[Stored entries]
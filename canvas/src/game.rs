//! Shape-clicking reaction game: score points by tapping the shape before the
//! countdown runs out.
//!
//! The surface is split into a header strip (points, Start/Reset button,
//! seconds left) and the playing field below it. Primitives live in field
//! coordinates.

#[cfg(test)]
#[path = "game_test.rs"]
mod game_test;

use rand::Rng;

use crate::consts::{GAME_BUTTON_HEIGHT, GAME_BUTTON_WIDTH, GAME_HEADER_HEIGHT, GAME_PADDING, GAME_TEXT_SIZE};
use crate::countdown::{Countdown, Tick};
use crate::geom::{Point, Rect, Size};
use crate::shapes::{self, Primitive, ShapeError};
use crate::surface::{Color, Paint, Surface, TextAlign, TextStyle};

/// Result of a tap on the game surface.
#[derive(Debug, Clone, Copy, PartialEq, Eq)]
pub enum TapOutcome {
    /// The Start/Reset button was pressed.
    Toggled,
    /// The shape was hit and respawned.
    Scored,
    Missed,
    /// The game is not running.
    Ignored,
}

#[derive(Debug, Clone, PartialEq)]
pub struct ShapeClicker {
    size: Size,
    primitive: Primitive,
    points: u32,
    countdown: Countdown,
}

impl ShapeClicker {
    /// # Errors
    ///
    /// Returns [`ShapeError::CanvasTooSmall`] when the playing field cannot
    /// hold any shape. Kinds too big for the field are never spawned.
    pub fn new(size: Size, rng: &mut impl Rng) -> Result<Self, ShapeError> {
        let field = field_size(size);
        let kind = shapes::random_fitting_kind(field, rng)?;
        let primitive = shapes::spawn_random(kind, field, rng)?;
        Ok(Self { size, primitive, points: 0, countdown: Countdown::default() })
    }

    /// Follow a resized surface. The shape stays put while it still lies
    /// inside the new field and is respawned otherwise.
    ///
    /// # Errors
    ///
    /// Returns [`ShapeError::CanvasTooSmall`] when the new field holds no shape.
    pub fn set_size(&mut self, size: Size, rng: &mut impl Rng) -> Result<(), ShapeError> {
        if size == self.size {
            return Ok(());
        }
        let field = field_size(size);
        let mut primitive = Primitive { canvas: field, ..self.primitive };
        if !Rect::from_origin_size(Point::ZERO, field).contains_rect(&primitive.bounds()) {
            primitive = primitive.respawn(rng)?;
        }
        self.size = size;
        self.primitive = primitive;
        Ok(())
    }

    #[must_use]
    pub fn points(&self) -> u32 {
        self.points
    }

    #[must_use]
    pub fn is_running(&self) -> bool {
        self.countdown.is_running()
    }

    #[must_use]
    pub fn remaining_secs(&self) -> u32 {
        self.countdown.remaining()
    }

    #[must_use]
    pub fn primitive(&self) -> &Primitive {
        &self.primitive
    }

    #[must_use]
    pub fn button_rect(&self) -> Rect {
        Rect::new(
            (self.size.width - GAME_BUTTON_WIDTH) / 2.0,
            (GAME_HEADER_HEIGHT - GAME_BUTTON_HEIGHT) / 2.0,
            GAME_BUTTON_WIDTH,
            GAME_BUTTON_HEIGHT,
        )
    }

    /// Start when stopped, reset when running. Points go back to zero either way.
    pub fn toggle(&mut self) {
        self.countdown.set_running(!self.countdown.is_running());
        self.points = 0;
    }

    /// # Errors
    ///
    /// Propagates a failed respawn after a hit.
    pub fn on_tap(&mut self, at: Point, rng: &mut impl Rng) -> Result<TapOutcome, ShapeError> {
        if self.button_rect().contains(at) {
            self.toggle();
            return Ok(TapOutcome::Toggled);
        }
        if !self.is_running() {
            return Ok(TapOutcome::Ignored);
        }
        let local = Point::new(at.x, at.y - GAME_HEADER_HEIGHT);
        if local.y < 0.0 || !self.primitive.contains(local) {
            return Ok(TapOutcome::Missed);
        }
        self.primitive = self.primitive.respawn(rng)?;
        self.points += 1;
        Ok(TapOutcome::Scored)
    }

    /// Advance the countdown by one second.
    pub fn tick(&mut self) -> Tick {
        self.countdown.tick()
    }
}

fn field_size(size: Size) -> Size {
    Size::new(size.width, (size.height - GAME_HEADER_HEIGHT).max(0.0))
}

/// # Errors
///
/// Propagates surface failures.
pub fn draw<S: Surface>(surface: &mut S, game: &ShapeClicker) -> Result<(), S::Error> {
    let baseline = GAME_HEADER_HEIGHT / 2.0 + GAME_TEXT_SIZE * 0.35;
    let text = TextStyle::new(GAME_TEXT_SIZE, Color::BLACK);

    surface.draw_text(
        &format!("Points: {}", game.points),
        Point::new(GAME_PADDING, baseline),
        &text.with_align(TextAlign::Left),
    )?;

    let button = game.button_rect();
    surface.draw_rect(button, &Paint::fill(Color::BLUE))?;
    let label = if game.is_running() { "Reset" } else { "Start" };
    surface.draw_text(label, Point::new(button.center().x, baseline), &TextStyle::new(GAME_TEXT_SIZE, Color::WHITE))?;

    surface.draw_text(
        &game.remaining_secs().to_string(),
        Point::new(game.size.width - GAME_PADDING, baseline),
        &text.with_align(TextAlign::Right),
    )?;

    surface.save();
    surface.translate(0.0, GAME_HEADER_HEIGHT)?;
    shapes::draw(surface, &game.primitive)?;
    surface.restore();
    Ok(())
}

WHAT YOU WILL DO.
Search the data for "TextStyle" and list every line in which it occurs.

ANSWER BELOW.
use crate::surface::{Color, Paint, Surface, TextAlign, TextStyle};
    let text = TextStyle::new(GAME_TEXT_SIZE, Color::BLACK);
    surface.draw_text(label, Point::new(button.center().x, baseline), &TextStyle::new(GAME_TEXT_SIZE, Color::WHITE))?;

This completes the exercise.